Task to complete
Find the lines in the records below that contain "filename", and report each of them.

Data supplied
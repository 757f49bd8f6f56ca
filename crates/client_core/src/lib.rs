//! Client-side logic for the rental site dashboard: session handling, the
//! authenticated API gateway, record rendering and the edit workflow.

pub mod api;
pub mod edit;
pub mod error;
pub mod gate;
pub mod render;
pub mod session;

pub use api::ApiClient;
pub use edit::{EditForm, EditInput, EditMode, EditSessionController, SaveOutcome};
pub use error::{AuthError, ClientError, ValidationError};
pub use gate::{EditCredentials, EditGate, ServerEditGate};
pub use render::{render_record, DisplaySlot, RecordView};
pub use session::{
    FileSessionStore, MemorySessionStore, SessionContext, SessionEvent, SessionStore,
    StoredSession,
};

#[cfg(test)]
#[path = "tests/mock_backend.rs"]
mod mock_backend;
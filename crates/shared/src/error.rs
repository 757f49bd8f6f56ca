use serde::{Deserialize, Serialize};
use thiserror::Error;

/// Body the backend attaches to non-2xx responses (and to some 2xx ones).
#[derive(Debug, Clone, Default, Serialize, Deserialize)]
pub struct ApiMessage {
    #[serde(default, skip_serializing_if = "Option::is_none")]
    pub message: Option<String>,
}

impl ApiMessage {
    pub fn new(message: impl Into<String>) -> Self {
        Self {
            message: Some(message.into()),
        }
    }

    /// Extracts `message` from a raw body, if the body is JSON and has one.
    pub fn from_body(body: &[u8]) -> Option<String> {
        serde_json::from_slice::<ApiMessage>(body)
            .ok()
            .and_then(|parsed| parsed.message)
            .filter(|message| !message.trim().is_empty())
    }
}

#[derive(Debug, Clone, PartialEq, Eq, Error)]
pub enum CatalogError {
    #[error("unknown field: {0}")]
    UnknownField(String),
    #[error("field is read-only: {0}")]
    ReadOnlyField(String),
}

Task output
filename crates/client_core/src/lib.rs
filename crates/shared/src/error.rs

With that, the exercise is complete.